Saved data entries
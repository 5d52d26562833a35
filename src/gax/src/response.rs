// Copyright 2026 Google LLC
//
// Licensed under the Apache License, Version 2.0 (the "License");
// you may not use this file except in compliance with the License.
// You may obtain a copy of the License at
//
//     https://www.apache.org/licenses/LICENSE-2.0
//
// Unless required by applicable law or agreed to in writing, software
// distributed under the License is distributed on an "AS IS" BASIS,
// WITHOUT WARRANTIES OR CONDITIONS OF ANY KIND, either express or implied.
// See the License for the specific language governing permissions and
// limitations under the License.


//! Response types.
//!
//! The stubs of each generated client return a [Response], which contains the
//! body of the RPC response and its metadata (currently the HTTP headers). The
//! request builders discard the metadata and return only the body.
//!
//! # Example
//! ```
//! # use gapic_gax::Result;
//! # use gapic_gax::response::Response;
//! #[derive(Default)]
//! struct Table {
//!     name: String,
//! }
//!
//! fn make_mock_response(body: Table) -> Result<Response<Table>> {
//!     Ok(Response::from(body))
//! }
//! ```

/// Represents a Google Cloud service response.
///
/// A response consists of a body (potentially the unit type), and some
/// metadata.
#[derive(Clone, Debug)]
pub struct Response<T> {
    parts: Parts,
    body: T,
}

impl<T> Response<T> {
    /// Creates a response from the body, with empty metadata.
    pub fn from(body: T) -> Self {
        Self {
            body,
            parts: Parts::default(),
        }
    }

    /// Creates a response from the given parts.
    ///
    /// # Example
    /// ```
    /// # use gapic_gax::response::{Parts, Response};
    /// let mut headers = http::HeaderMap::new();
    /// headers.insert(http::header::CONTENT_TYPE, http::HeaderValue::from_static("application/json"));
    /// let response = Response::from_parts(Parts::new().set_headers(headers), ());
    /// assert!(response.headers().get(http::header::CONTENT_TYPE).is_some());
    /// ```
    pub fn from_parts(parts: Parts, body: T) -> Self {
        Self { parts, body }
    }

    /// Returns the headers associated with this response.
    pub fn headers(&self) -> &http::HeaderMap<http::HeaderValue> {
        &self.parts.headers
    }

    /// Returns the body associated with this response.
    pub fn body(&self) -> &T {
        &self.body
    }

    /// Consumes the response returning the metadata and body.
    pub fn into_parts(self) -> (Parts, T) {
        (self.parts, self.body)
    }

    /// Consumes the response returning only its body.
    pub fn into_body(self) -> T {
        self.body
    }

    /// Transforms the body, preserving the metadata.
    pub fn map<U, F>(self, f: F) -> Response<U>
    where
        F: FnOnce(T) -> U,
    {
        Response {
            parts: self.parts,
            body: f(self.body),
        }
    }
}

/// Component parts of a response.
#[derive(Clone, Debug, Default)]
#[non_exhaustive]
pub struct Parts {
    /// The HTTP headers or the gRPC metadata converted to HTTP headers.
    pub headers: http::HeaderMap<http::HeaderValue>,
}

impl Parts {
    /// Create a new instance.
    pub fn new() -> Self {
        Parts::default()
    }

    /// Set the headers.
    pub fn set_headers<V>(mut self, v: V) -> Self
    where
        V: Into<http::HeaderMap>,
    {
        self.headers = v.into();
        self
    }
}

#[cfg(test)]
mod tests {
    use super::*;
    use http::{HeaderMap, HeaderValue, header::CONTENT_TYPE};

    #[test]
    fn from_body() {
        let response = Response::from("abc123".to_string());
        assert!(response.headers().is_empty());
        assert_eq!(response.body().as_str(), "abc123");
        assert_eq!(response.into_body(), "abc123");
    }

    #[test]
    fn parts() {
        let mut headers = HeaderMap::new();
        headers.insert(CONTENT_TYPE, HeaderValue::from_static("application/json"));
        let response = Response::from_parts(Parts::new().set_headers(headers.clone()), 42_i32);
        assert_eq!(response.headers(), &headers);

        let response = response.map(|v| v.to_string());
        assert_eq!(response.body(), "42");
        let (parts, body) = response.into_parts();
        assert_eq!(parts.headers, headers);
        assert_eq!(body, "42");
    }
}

---

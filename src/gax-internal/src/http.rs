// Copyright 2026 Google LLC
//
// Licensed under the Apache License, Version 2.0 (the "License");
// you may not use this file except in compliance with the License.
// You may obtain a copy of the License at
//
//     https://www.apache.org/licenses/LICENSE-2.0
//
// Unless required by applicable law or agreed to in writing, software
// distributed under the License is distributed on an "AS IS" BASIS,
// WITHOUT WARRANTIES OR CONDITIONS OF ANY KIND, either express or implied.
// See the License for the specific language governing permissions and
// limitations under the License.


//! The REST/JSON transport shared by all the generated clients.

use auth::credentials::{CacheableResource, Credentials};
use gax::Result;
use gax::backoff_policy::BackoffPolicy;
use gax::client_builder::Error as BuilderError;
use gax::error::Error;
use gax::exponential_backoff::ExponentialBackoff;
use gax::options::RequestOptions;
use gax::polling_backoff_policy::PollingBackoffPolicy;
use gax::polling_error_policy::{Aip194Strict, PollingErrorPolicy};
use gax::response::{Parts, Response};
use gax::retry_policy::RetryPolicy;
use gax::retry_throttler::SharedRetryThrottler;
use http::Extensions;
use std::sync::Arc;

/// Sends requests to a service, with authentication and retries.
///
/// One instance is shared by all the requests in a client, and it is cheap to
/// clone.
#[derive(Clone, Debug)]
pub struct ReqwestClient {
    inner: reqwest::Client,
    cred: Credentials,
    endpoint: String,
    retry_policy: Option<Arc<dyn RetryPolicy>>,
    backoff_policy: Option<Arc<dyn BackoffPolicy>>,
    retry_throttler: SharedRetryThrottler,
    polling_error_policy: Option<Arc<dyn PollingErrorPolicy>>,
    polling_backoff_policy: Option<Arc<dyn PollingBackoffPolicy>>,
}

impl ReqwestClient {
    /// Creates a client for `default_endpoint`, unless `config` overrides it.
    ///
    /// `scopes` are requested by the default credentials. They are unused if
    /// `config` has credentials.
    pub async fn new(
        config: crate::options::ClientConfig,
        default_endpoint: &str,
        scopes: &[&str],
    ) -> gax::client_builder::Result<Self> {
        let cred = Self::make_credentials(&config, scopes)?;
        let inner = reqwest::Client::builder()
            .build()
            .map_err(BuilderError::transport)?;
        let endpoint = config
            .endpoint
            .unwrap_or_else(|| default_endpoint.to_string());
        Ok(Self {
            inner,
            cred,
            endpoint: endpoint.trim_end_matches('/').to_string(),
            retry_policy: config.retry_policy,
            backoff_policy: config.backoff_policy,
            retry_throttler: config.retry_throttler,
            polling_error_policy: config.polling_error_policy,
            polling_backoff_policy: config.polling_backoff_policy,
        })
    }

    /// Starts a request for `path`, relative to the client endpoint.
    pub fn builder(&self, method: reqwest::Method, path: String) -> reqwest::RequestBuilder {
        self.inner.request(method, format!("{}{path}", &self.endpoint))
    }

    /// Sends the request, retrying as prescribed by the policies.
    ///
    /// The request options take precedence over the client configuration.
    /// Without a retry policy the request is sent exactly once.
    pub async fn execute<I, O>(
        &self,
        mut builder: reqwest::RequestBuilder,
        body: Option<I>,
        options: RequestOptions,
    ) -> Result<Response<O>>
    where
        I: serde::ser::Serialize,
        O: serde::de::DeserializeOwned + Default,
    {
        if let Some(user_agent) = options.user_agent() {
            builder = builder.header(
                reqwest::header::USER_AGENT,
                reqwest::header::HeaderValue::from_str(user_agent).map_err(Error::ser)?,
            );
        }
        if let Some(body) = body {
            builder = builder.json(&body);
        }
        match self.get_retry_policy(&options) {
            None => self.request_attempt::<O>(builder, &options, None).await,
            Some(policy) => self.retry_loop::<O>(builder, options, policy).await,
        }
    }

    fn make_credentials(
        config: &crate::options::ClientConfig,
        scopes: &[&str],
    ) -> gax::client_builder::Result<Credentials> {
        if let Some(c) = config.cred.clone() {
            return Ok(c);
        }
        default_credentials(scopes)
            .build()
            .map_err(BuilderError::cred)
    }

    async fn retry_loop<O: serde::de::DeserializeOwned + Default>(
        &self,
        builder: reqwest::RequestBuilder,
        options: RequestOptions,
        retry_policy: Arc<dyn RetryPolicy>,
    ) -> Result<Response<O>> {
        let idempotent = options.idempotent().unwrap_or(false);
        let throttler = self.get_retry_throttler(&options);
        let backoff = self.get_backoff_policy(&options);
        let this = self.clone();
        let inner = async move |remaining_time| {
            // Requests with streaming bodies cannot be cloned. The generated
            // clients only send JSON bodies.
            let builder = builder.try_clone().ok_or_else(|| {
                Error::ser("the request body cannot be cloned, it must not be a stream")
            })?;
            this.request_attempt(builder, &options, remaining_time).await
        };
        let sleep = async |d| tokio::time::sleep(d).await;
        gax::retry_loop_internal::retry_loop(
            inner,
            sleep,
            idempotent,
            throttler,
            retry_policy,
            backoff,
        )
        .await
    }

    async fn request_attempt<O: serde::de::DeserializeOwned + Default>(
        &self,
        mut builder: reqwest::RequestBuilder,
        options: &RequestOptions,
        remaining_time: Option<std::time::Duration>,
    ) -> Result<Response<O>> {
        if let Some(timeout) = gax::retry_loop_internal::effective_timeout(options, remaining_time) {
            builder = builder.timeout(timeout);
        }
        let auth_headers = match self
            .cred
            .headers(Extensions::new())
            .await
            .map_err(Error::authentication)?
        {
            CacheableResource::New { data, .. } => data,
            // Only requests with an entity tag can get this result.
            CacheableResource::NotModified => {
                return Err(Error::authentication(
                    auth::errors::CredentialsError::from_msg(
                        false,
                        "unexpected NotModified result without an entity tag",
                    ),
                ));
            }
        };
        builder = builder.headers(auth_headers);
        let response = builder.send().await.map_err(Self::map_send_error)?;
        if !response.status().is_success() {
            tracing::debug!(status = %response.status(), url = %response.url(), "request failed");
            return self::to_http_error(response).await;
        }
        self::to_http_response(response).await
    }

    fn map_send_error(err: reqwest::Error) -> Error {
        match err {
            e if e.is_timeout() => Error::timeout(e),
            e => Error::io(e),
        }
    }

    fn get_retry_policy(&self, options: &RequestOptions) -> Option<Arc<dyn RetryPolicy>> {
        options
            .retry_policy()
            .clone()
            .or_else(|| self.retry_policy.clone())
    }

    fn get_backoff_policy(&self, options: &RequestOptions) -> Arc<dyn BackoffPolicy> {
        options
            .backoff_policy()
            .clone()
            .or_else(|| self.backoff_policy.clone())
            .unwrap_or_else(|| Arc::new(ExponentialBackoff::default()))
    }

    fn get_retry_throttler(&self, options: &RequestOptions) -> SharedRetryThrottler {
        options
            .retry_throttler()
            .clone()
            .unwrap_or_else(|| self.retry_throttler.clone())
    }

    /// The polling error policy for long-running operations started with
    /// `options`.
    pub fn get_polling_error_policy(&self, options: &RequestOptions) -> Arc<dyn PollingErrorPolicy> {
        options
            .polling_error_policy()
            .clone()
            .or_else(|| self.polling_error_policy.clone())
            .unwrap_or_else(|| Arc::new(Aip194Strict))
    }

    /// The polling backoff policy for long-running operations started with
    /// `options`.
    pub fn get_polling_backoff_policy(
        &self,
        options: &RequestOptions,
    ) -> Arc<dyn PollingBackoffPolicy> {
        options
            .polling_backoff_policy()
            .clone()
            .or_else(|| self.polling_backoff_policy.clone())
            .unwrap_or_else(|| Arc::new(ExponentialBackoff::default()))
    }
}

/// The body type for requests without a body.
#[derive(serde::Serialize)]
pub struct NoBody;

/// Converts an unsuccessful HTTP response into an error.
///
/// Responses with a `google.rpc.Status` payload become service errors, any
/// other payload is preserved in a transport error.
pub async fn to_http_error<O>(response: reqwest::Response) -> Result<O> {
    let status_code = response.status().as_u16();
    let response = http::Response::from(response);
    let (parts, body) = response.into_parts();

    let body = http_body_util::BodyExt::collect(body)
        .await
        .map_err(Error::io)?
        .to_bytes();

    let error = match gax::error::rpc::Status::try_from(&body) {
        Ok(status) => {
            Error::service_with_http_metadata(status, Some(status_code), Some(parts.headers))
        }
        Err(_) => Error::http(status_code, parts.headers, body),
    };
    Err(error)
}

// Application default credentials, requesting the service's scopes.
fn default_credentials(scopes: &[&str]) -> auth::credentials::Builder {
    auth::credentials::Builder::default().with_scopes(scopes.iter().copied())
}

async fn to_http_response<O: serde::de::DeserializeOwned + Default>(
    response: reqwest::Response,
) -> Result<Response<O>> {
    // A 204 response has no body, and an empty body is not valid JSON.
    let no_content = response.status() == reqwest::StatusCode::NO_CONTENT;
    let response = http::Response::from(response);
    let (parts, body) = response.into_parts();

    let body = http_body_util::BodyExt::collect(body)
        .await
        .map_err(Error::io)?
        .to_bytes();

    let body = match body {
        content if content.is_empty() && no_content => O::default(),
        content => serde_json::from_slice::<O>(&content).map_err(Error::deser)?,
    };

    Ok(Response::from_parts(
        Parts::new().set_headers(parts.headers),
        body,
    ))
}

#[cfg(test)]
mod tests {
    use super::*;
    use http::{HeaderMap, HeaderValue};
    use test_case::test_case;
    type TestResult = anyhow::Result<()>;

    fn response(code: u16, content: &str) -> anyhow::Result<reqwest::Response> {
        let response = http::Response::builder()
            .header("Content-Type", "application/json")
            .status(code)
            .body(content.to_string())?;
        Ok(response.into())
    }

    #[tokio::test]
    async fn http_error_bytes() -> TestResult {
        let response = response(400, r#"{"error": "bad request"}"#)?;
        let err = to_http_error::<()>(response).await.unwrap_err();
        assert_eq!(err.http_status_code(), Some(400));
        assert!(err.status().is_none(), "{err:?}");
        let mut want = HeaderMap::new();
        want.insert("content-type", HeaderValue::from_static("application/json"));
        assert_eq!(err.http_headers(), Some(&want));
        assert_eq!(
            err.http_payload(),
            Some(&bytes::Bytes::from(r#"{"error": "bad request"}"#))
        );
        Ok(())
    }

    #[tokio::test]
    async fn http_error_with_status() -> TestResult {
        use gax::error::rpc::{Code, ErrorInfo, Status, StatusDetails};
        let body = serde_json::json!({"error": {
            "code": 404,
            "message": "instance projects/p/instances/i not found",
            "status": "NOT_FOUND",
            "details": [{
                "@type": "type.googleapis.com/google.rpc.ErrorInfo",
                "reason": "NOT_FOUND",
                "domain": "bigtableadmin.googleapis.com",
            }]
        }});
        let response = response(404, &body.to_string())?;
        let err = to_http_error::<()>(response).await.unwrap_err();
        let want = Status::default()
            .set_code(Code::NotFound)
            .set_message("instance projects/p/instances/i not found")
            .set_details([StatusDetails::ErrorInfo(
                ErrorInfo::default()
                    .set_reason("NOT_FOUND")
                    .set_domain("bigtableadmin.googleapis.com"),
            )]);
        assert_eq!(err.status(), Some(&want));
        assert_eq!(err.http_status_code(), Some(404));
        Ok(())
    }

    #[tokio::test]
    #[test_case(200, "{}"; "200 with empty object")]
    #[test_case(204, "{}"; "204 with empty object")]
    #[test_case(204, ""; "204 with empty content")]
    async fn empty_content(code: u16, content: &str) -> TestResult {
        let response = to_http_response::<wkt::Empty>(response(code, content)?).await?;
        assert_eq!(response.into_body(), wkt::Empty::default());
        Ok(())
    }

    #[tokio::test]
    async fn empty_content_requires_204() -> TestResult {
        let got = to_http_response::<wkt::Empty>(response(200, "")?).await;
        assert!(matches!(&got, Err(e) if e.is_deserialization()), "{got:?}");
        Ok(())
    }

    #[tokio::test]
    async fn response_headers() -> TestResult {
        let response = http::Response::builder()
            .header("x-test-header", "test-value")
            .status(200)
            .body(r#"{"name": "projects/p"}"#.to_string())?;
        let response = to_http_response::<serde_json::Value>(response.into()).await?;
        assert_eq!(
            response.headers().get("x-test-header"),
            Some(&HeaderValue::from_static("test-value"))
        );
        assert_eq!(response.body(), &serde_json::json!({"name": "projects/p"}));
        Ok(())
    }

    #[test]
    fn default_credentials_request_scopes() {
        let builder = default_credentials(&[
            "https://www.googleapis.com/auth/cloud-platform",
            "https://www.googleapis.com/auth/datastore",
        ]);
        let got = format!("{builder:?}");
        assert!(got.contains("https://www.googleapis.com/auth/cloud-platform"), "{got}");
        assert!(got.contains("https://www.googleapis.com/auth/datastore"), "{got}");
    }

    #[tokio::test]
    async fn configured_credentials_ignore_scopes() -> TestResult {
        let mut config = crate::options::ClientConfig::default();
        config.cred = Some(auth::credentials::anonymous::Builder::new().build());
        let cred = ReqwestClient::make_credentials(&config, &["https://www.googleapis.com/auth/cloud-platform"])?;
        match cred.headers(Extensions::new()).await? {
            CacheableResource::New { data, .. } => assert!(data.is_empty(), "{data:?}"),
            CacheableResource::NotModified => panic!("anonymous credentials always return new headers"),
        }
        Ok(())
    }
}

> _EXERCISE DETAILS_:
Report each line in the data that holds the word "ErrorInfo".

> _ANSWER BOX_:
        use gax::error::rpc::{Code, ErrorInfo, Status, StatusDetails};
                "@type": "type.googleapis.com/google.rpc.ErrorInfo",
            .set_details([StatusDetails::ErrorInfo(
                ErrorInfo::default()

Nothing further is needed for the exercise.